▶ **SOURCE RECORDS**:
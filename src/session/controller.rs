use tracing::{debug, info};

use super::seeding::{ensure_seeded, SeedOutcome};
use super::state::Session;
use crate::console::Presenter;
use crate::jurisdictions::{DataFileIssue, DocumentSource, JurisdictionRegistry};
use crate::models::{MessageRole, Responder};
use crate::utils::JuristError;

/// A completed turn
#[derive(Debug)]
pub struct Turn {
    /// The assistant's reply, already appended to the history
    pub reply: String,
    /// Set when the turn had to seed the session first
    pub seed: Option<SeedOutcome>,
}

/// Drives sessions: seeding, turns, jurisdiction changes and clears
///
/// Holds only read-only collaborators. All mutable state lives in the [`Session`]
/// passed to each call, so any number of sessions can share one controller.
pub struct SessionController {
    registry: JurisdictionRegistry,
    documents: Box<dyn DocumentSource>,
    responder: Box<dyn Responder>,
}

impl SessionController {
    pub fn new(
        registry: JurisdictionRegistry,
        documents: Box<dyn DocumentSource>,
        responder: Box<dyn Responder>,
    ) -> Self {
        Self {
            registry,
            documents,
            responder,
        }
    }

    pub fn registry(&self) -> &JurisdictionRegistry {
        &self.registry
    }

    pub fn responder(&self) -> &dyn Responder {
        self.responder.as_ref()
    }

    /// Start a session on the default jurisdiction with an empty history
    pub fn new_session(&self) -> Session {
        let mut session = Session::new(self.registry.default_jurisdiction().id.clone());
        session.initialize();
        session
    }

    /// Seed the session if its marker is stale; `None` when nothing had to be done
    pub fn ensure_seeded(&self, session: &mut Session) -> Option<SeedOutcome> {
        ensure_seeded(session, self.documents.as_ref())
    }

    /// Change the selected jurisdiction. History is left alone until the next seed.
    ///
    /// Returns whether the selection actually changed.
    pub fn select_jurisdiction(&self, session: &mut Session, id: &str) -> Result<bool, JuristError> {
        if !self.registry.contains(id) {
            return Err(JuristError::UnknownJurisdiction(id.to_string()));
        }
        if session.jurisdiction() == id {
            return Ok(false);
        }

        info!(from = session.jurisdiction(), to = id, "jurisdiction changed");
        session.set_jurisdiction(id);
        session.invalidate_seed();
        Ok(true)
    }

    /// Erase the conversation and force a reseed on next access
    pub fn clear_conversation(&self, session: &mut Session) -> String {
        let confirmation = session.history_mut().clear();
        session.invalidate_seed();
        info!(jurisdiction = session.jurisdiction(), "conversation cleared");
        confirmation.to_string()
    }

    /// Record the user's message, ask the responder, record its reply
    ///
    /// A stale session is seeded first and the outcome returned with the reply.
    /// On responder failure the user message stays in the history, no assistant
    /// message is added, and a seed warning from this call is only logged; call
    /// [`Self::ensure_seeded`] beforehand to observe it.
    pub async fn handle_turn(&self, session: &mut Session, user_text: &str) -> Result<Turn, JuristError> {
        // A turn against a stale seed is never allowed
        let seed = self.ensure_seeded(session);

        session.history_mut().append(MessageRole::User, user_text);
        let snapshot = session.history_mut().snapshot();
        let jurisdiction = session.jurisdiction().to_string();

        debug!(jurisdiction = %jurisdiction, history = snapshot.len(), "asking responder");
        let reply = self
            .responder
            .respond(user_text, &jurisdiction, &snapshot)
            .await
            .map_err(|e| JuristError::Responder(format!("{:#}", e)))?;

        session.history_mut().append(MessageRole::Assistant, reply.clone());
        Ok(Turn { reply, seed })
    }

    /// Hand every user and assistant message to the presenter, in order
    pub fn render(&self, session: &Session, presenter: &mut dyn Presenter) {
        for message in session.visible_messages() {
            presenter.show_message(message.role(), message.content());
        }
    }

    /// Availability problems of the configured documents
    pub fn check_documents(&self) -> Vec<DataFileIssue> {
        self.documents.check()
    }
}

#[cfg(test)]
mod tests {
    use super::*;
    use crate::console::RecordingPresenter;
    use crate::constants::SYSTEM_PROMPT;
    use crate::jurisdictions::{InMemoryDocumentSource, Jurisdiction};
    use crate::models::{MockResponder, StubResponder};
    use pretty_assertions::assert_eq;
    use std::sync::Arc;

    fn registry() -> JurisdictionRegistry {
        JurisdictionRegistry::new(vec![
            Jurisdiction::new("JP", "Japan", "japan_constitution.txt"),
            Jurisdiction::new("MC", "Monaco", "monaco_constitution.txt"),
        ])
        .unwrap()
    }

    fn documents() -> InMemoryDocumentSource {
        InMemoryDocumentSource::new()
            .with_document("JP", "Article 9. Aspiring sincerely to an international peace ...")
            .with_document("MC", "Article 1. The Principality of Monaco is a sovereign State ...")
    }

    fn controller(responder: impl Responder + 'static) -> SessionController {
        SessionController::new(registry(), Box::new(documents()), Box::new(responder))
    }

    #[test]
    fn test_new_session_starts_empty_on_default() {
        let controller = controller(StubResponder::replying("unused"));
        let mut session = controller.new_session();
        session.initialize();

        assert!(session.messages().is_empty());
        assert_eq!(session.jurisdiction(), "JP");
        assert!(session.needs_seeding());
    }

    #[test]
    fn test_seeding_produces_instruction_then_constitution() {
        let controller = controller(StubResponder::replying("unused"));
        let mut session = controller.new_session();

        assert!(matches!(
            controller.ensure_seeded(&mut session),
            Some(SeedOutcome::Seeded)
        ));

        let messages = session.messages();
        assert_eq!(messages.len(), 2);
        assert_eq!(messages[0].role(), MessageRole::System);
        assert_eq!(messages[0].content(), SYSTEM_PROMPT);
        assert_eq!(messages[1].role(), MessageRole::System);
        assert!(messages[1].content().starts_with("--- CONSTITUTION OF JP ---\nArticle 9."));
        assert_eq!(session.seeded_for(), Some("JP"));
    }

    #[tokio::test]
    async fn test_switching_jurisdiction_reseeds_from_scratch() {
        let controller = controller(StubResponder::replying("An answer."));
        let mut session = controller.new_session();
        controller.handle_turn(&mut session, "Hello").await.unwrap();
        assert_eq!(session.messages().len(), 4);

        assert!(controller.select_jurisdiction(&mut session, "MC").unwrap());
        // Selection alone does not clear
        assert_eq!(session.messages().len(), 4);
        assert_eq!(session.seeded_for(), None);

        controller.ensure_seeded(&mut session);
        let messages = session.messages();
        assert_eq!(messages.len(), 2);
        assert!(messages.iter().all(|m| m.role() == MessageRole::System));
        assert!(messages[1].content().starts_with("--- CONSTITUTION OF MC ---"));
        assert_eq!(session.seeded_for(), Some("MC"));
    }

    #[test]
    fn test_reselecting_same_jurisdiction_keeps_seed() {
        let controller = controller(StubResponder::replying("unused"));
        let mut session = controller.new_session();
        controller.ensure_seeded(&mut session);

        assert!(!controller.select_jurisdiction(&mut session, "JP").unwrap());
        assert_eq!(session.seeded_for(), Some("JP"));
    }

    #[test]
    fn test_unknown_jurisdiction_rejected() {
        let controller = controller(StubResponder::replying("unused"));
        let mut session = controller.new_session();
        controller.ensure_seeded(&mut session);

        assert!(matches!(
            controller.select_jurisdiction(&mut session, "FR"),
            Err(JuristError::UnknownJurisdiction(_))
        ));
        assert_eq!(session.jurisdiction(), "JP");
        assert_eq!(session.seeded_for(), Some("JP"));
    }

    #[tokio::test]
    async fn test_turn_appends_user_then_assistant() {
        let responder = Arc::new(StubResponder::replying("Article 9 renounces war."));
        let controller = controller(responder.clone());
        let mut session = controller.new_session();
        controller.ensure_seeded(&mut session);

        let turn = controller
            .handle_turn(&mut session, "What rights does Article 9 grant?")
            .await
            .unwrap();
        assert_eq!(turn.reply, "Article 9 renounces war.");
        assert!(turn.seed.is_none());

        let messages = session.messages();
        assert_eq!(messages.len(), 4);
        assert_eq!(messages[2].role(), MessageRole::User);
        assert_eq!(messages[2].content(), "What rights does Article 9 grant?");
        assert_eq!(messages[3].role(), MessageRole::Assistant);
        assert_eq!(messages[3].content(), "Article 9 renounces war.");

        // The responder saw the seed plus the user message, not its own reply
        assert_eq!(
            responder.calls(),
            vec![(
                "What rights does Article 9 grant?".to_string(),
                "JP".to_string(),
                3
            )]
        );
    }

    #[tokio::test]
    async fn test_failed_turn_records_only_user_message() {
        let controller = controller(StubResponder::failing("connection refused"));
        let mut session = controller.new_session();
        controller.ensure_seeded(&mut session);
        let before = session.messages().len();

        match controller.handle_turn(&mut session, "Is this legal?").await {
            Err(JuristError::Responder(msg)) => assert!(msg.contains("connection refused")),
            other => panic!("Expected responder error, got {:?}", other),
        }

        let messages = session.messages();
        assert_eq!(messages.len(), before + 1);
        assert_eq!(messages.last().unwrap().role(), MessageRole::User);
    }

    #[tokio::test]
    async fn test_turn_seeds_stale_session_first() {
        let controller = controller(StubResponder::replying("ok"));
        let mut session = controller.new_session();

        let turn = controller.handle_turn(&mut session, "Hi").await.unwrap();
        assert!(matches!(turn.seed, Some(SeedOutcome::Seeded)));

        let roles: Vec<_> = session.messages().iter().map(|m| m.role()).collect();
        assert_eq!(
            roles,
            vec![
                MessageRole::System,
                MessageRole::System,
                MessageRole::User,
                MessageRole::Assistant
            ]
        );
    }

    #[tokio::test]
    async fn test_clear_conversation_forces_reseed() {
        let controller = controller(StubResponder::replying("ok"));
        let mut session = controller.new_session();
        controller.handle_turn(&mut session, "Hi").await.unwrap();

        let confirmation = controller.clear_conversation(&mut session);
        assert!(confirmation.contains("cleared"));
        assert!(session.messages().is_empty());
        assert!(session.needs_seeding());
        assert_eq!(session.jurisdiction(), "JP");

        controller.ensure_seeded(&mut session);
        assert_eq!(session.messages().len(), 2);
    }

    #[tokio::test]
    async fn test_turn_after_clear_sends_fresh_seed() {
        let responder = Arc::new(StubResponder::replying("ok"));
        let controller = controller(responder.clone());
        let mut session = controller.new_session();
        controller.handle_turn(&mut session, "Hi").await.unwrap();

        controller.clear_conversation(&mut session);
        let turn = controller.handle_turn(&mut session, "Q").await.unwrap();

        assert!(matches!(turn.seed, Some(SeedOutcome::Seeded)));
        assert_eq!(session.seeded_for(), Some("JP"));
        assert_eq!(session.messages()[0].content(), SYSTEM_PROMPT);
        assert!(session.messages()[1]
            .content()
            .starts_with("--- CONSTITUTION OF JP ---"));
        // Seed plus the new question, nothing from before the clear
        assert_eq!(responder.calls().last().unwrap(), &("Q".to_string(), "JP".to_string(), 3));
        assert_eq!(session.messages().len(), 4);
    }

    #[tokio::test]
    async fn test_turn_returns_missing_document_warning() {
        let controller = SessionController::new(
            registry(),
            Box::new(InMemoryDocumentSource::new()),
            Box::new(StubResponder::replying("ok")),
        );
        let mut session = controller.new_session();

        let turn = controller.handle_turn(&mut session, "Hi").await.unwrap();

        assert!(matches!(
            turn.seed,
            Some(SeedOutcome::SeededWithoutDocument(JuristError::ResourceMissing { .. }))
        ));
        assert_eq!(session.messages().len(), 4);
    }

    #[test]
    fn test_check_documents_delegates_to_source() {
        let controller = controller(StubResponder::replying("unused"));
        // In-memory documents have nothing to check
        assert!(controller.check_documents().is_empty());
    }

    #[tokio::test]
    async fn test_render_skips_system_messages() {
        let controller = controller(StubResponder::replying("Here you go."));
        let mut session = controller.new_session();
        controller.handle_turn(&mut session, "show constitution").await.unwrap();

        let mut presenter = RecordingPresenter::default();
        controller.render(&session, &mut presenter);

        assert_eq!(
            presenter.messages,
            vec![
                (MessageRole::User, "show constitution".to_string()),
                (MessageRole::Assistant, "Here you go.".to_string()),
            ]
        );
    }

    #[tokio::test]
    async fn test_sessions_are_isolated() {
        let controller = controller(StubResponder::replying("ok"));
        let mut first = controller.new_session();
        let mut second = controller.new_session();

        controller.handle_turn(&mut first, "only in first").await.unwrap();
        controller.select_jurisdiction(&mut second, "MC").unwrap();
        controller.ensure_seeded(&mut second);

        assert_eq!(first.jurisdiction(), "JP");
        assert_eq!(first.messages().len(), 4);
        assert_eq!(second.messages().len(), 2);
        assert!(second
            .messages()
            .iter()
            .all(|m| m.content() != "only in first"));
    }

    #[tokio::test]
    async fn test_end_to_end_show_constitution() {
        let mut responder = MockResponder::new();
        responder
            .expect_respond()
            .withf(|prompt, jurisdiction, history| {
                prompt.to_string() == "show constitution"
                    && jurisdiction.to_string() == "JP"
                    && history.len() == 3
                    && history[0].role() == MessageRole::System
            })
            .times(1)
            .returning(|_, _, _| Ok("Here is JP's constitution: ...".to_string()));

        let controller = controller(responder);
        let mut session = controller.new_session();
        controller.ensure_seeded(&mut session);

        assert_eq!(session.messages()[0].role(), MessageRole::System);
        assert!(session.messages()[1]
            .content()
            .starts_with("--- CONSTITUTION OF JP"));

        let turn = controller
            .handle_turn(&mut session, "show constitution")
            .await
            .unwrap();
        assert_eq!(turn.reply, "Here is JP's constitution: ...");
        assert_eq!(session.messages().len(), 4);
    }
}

▶ **TASK REQUIREMENTS**:
Work through the records above. Copy every line with the string "SessionController".

▶ **TASK OUTPUT**:
pub struct SessionController {
impl SessionController {
    fn controller(responder: impl Responder + 'static) -> SessionController {
        SessionController::new(registry(), Box::new(documents()), Box::new(responder))
        let controller = SessionController::new(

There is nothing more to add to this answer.